Пример вычисления фагоцитарного числа

Фагоцитарное число равно

б) Для определения опсоно-фагоцитарного числа под микроскопом ведут подсчет бактерий, поглощенных лейкоцитами. Подсчитывают общее количество бактерии, поглощенных 25 лейкоцитами. Частное от де­ления числа фагоцитированных микробов на 25 является фагоцитарным числом для испытуемой иммунной сыворотки. Таким же образом определяется фагоцитарное число нормальной (неиммунной сыворотки). Отно­шение фагоцитарного числа иммунной сыворотки к фагоцитарному числу нормальной сыворотки называется опсоническим индексом.

 

Фагоцитарное число в вашем исследовании равно_______________________

 

в)Методика определения завершенности фагоцитоза. 18-20-часовая агаровая культура бактерий (1 мл около I млрд. клеток) добавляется к исследуемой крови и смесь выдерживается в течение 30- 45 минут в термостате при 37⁰.

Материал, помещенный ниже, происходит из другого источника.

//! Token estimation
//!
//! The budget math runs on a fast character-class heuristic: dense scripts (CJK,
//! kana, hangul) at ~1.5 characters per token, everything else at ~4.
//! `Cl100kEstimator` gives exact cl100k_base counts for hosts that want them.

use parking_lot::RwLock;
use std::collections::hash_map::DefaultHasher;
use std::collections::HashMap;
use std::hash::{Hash, Hasher};
use tiktoken_rs::{cl100k_base, CoreBPE};

/// Characters per token for dense scripts
const DENSE_CHARS_PER_TOKEN: f64 = 1.5;
/// Characters per token for everything else
const OTHER_CHARS_PER_TOKEN: f64 = 4.0;

/// Maps text to an approximate token count
pub trait TokenEstimator: Send + Sync {
    fn estimate(&self, text: &str) -> u32;
}

/// Character-class heuristic used by default for all budget math
#[derive(Debug, Clone, Copy, Default)]
pub struct HeuristicEstimator;

impl TokenEstimator for HeuristicEstimator {
    fn estimate(&self, text: &str) -> u32 {
        estimate_tokens(text)
    }
}

/// Estimate tokens, weighting dense-script characters more heavily
pub fn estimate_tokens(text: &str) -> u32 {
    if text.is_empty() {
        return 0;
    }

    let (dense, other) = text.chars().fold((0u64, 0u64), |(dense, other), c| {
        if is_dense_script(c) {
            (dense + 1, other)
        } else {
            (dense, other + 1)
        }
    });

    (dense as f64 / DENSE_CHARS_PER_TOKEN + other as f64 / OTHER_CHARS_PER_TOKEN).ceil() as u32
}

fn is_dense_script(c: char) -> bool {
    matches!(c as u32,
        0x3000..=0x303F     // CJK symbols and punctuation
        | 0x3040..=0x309F   // Hiragana
        | 0x30A0..=0x30FF   // Katakana
        | 0x3400..=0x4DBF   // CJK extension A
        | 0x4E00..=0x9FFF   // CJK unified ideographs
        | 0xAC00..=0xD7AF   // Hangul syllables
        | 0xF900..=0xFAFF   // CJK compatibility ideographs
        | 0xFF00..=0xFFEF   // Half/full-width forms
        | 0x20000..=0x2A6DF // CJK extension B
    )
}

/// Cache for token counts, keyed by content hash
struct TokenCache {
    cache: HashMap<u64, u32>,
    max_size: usize,
}

impl TokenCache {
    fn new(max_size: usize) -> Self {
        Self {
            cache: HashMap::with_capacity(max_size),
            max_size,
        }
    }

    fn get(&self, hash: u64) -> Option<u32> {
        self.cache.get(&hash).copied()
    }

    fn insert(&mut self, hash: u64, count: u32) {
        // At capacity, clear half the cache
        if self.cache.len() >= self.max_size {
            let keys_to_remove: Vec<_> = self.cache.keys().take(self.max_size / 2).copied().collect();
            for key in keys_to_remove {
                self.cache.remove(&key);
            }
        }
        self.cache.insert(hash, count);
    }
}

fn hash_content(content: &str) -> u64 {
    let mut hasher = DefaultHasher::new();
    content.hash(&mut hasher);
    hasher.finish()
}

/// Exact cl100k_base counting with a per-instance cache.
///
/// Falls back to the heuristic when the BPE tables cannot be loaded.
pub struct Cl100kEstimator {
    bpe: Option<CoreBPE>,
    cache: RwLock<TokenCache>,
}

impl Cl100kEstimator {
    pub fn new() -> Self {
        Self::with_cache_size(10_000)
    }

    pub fn with_cache_size(max_entries: usize) -> Self {
        Self {
            bpe: cl100k_base().ok(),
            cache: RwLock::new(TokenCache::new(max_entries.max(2))),
        }
    }

    pub fn cached_entries(&self) -> usize {
        self.cache.read().cache.len()
    }
}

impl Default for Cl100kEstimator {
    fn default() -> Self {
        Self::new()
    }
}

impl TokenEstimator for Cl100kEstimator {
    fn estimate(&self, text: &str) -> u32 {
        if text.is_empty() {
            return 0;
        }
        let Some(bpe) = &self.bpe else {
            return estimate_tokens(text);
        };

        let content_hash = hash_content(text);
        if let Some(count) = self.cache.read().get(content_hash) {
            return count;
        }

        let count = bpe.encode_with_special_tokens(text).len() as u32;
        self.cache.write().insert(content_hash, count);
        count
    }
}

#[cfg(test)]
mod tests {
    use super::*;

    #[test]
    fn test_estimate_empty() {
        assert_eq!(estimate_tokens(""), 0);
    }

    #[test]
    fn test_estimate_latin() {
        assert_eq!(estimate_tokens("abcd"), 1);
        assert_eq!(estimate_tokens("abcde"), 2);
        assert_eq!(estimate_tokens(&"a".repeat(400)), 100);
    }

    #[test]
    fn test_estimate_cjk_weighted() {
        // 3 ideographs at 1.5 chars per token
        assert_eq!(estimate_tokens("日本語"), 2);
        assert_eq!(estimate_tokens(&"中".repeat(300)), 200);
        assert!(estimate_tokens(&"中".repeat(100)) > estimate_tokens(&"a".repeat(100)));
    }

    #[test]
    fn test_estimate_mixed() {
        // 3 dense (2.0) + 4 other (1.0)
        assert_eq!(estimate_tokens("日本語abcd"), 3);
    }

    #[test]
    fn test_cl100k_counts_and_caches() {
        let estimator = Cl100kEstimator::new();
        assert_eq!(estimator.estimate(""), 0);

        let text = "This is a test sentence for caching.";
        let first = estimator.estimate(text);
        let second = estimator.estimate(text);
        assert_eq!(first, second);
        assert!(first > 0 && first < 20);
    }

    #[test]
    fn test_cache_evicts_half_when_full() {
        let mut cache = TokenCache::new(4);
        for i in 0..4 {
            cache.insert(i, i as u32);
        }
        cache.insert(99, 1);
        assert_eq!(cache.cache.len(), 3);
        assert_eq!(cache.get(99), Some(1));
    }
}
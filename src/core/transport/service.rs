//! Transport service - runs the MCP server over the configured transport.

use tracing::info;

use super::{TransportConfig, TransportResult};
use crate::core::McpServer;

#[cfg(feature = "stdio")]
use super::stdio::StdioTransport;

#[cfg(feature = "http")]
use super::http::HttpTransport;

/// Transport service - manages the transport layer for the MCP server.
pub struct TransportService {
    config: TransportConfig,
}

impl TransportService {
    /// Create a new transport service with the given configuration.
    pub fn new(config: TransportConfig) -> Self {
        Self { config }
    }

    /// Start the transport with the given MCP server.
    ///
    /// This method blocks until the transport is shut down (client
    /// disconnect on STDIO, server stop on HTTP).
    pub async fn run(self, server: McpServer) -> TransportResult<()> {
        info!("Starting transport: {}", self.config.description());

        match self.config {
            #[cfg(feature = "stdio")]
            TransportConfig::Stdio => StdioTransport::run(server).await,
            #[cfg(feature = "http")]
            TransportConfig::Http(cfg) => HttpTransport::new(cfg).run(server).await,
        }
    }
}
//! Transport error types.

use thiserror::Error;

/// Result type for transport operations.
pub type TransportResult<T> = Result<T, TransportError>;

/// Errors that can occur in transport operations.
#[derive(Debug, Error)]
pub enum TransportError {
    /// Failed to bind to address.
    #[error("Failed to bind to {address}: {source}")]
    BindError {
        address: String,
        #[source]
        source: std::io::Error,
    },

    /// MCP session could not be established.
    #[error("Server initialization error: {0}")]
    InitError(String),

    /// HTTP-specific error.
    #[error("HTTP error: {0}")]
    HttpError(String),

    /// Service error from rmcp.
    #[error("Service error: {0}")]
    ServiceError(String),
}

impl TransportError {
    /// Create a bind error.
    pub fn bind(address: impl Into<String>, source: std::io::Error) -> Self {
        Self::BindError {
            address: address.into(),
            source,
        }
    }

    /// Create an initialization error.
    pub fn init(msg: impl Into<String>) -> Self {
        Self::InitError(msg.into())
    }

    /// Create an HTTP error.
    pub fn http(msg: impl Into<String>) -> Self {
        Self::HttpError(msg.into())
    }
}
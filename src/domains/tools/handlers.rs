//! Tool handler trait and result helpers.
//!
//! Every tool implements `ToolHandler`. A handler produces the success text
//! or a `ToolError`; turning that into a `CallToolResult` is the registry's
//! job, so the rendering of failures stays uniform across tools.

use rmcp::model::{CallToolResult, Content, JsonObject, Tool};
use serde::de::DeserializeOwned;

use super::error::ToolError;
use crate::domains::analysis::AnalysisApi;

/// Trait implemented by every tool.
#[async_trait::async_trait]
pub trait ToolHandler: Send + Sync {
    /// Name of this tool as registered in MCP.
    fn name(&self) -> &'static str;

    /// Tool descriptor (name, description, input schema).
    fn to_tool(&self) -> Tool;

    /// Execute the tool against the analysis API.
    ///
    /// Implementations make at most one API call.
    async fn execute(
        &self,
        api: &dyn AnalysisApi,
        arguments: JsonObject,
    ) -> Result<String, ToolError>;
}

/// Decode raw tool arguments into the tool's parameter struct.
///
/// Missing required fields and mistyped values are reported as
/// `ToolError::InvalidArguments`; unknown fields are ignored.
pub fn parse_params<P: DeserializeOwned>(arguments: JsonObject) -> Result<P, ToolError> {
    serde_json::from_value(serde_json::Value::Object(arguments))
        .map_err(|e| ToolError::invalid_arguments(e.to_string()))
}

/// Create a success result with text content.
pub fn success_result(content: impl Into<String>) -> CallToolResult {
    CallToolResult::success(vec![Content::text(content.into())])
}

/// Create an error result with text content.
pub fn error_result(message: impl Into<String>) -> CallToolResult {
    CallToolResult::error(vec![Content::text(message.into())])
}

/// Pretty-print a JSON value with two-space indentation.
pub(crate) fn pretty_json(value: &serde_json::Value) -> String {
    serde_json::to_string_pretty(value).unwrap_or_else(|_| value.to_string())
}
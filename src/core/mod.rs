//! Core module containing shared infrastructure components.
//!
//! Configuration, the top-level error type, the MCP server handler and the
//! transport layer live here; nothing in `core` knows how a tool renders its
//! output.

pub mod config;
pub mod error;
pub mod server;
pub mod transport;

pub use config::{ApiConfig, Config};
pub use error::{Error, Result};
pub use server::McpServer;
pub use transport::{TransportConfig, TransportService};
//! Tool Registry - the tool catalog and dispatch by name.
//!
//! This module provides:
//! - The fixed, ordered catalog of tools (`get_all_tools`)
//! - Dispatch of a tool call to its handler (`call_tool`)
//!
//! `call_tool` always produces exactly one `CallToolResult`. Handler
//! failures are rendered as error-tagged text; an unknown name is answered
//! with a plain text notice.

use std::sync::Arc;

use rmcp::model::{CallToolResult, JsonObject, Tool};
use tracing::{error, info, instrument, warn};

use super::definitions::{
    AnalyzeCompanyTool, GetJobResultTool, GetSystemStatusTool, GetUserInfoTool,
};
use super::handlers::{ToolHandler, error_result, success_result};
use crate::domains::analysis::AnalysisApi;

/// Prefix of every failed tool result.
pub const EXECUTION_ERROR_PREFIX: &str = "Tool execution error: ";

/// All tools, in catalog order.
const TOOLS: &[&dyn ToolHandler] = &[
    &AnalyzeCompanyTool,
    &GetJobResultTool,
    &GetUserInfoTool,
    &GetSystemStatusTool,
];

/// Tool registry - catalog plus dispatch against an analysis API.
pub struct ToolRegistry {
    api: Arc<dyn AnalysisApi>,
}

impl ToolRegistry {
    /// Create a registry that executes tools against `api`.
    pub fn new(api: Arc<dyn AnalysisApi>) -> Self {
        Self { api }
    }

    /// Get all tool names, in catalog order.
    pub fn tool_names() -> Vec<&'static str> {
        TOOLS.iter().map(|tool| tool.name()).collect()
    }

    /// Get all tools as Tool models (metadata).
    ///
    /// This is the single source of truth for the tool catalog; every
    /// transport lists tools through it.
    pub fn get_all_tools() -> Vec<Tool> {
        TOOLS.iter().map(|tool| tool.to_tool()).collect()
    }

    /// Look up a tool by exact, case-sensitive name.
    fn find(name: &str) -> Option<&'static dyn ToolHandler> {
        TOOLS.iter().copied().find(|tool| tool.name() == name)
    }

    /// Execute a tool by name.
    #[instrument(skip(self, arguments))]
    pub async fn call_tool(&self, name: &str, arguments: JsonObject) -> CallToolResult {
        let Some(tool) = Self::find(name) else {
            warn!("Unknown tool requested: {}", name);
            return success_result(format!("Unknown tool: {name}"));
        };

        info!(
            "Executing tool: {} with arguments: {}",
            name,
            serde_json::Value::Object(arguments.clone())
        );

        match tool.execute(self.api.as_ref(), arguments).await {
            Ok(text) => success_result(text),
            Err(e) => {
                error!("Error executing tool {}: {}", name, e);
                error_result(format!("{EXECUTION_ERROR_PREFIX}{e}"))
            }
        }
    }
}
//! Tools domain module.
//!
//! This module exposes the analysis API as MCP tools. Each tool validates
//! its arguments, makes exactly one API call and renders the response as
//! text.
//!
//! ## Architecture
//!
//! - `definitions/` - Individual tool implementations (one file per tool)
//! - `handlers.rs` - `ToolHandler` trait and result helpers
//! - `registry.rs` - Tool catalog and dispatch by name
//! - `error.rs` - Tool-specific error types
//!
//! ## Adding a New Tool
//!
//! 1. Create a new file in `definitions/` (e.g., `my_tool.rs`)
//! 2. Define the params struct and implement `ToolHandler`
//! 3. Export it in `definitions/mod.rs`
//! 4. Append it to `TOOLS` in `registry.rs`

pub mod definitions;
mod error;
mod handlers;
mod registry;

pub use error::ToolError;
pub use handlers::{ToolHandler, error_result, parse_params, success_result};
pub use registry::{EXECUTION_ERROR_PREFIX, ToolRegistry};
//! Job result retrieval tool.
//!
//! Fetches one analysis job and renders either the finished GTM report or
//! the job's current progress, depending on which shape the service sent.

use rmcp::{
    handler::server::tool::cached_schema_for_type,
    model::{JsonObject, Tool},
};
use schemars::JsonSchema;
use serde::Deserialize;
use tracing::info;

use crate::domains::analysis::{AnalysisApi, CompletedJob, JobProgress, JobResult};
use crate::domains::tools::error::ToolError;
use crate::domains::tools::handlers::{ToolHandler, parse_params, pretty_json};

const UNKNOWN: &str = "Unknown";
const NO_SUMMARY: &str = "No summary available";

/// Parameters for the job result tool.
#[derive(Debug, Clone, Deserialize, JsonSchema)]
pub struct GetJobResultParams {
    /// The job ID to retrieve results for
    pub job_id: String,
}

/// Job result tool - reports progress or the completed analysis.
#[derive(Debug, Clone, Copy, Default)]
pub struct GetJobResultTool;

impl GetJobResultTool {
    /// Tool name as registered in MCP.
    pub const NAME: &'static str = "get_job_result";

    /// Tool description shown to clients.
    pub const DESCRIPTION: &'static str = "Retrieve analysis results for a job";

    /// Render a job in whichever state the service reported.
    pub fn format_job(job_id: &str, job: &JobResult) -> String {
        match job {
            JobResult::Completed(done) => Self::format_report(done),
            JobResult::InProgress(progress) => Self::format_progress(job_id, progress),
        }
    }

    /// Render the multi-section GTM report of a finished job.
    pub fn format_report(job: &CompletedJob) -> String {
        let gtm = &job.gtm_context;
        let model = gtm.business_model.clone().unwrap_or_default();

        format!(
            "# GTM Analysis Complete for {url}\n\n\
             ## Company: {company}\n\n\
             ### Summary\n{summary}\n\n\
             ### Business Model\n\
             - Type: {kind}\n\
             - Target Market: {market}\n\n\
             ### Products & Services\n{products}\n\n\
             ### GTM Intelligence\n{intelligence}\n\n\
             ### Contact Information\n{contact}\n",
            url = job.url.as_deref().unwrap_or(UNKNOWN),
            company = gtm.company_name.as_deref().unwrap_or(UNKNOWN),
            summary = gtm.tldr.as_deref().unwrap_or(NO_SUMMARY),
            kind = model.kind.as_deref().unwrap_or(UNKNOWN),
            market = model.target_market.as_deref().unwrap_or(UNKNOWN),
            products = pretty_json(&gtm.products_services),
            intelligence = pretty_json(&gtm.gtm_intelligence),
            contact = pretty_json(&gtm.contact),
        )
    }

    /// Render the status of a job that has not finished yet.
    pub fn format_progress(job_id: &str, progress: &JobProgress) -> String {
        format!(
            "Job {} Status: {}\nCurrent Stage: {}\nStarted: {}",
            job_id,
            progress.status.as_deref().unwrap_or("unknown"),
            progress.current_stage.as_deref().unwrap_or("unknown"),
            progress.started_at.as_deref().unwrap_or("not started"),
        )
    }
}

#[async_trait::async_trait]
impl ToolHandler for GetJobResultTool {
    fn name(&self) -> &'static str {
        Self::NAME
    }

    fn to_tool(&self) -> Tool {
        Tool {
            name: Self::NAME.into(),
            description: Some(Self::DESCRIPTION.into()),
            input_schema: cached_schema_for_type::<GetJobResultParams>(),
            annotations: None,
            output_schema: None,
            icons: None,
            meta: None,
            title: None,
        }
    }

    async fn execute(
        &self,
        api: &dyn AnalysisApi,
        arguments: JsonObject,
    ) -> Result<String, ToolError> {
        let params = parse_params::<GetJobResultParams>(arguments)?;
        let job_id = params.job_id.as_str();
        if job_id.is_empty() {
            return Err(ToolError::invalid_arguments("'job_id' must not be empty"));
        }

        let job = api.fetch_job(job_id).await?;
        match &job {
            JobResult::Completed(_) => info!("Job {} completed", job_id),
            JobResult::InProgress(p) => info!(
                "Job {} still in progress ({})",
                job_id,
                p.status.as_deref().unwrap_or("unknown")
            ),
        }

        Ok(Self::format_job(job_id, &job))
    }
}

После этого готовят мазки для определения фагоцитарной актив­ности (ОФР).

Оставшуюся смесь (несколько капель) наносят на поверхность слабощелочного агара в чашке Петри, равномерно распределяют по площади 5x5 см и чашку помещают на 2 часа в термостат для подращи­вания бактерий.

Через 2 часа готовят препараты-отпечатки. Для этого вырезают из части агара, на которую наносили смесь лейкоциты-микробы, пла­стинку размером 2x4,5 см и помещают ее на предметное стекло той поверхностью, где нанесена смесь. После приготовления отпечатка с помощью пинцета пластинку сбрасывают, но так, чтобы не допустить ее скольжения по стеклу.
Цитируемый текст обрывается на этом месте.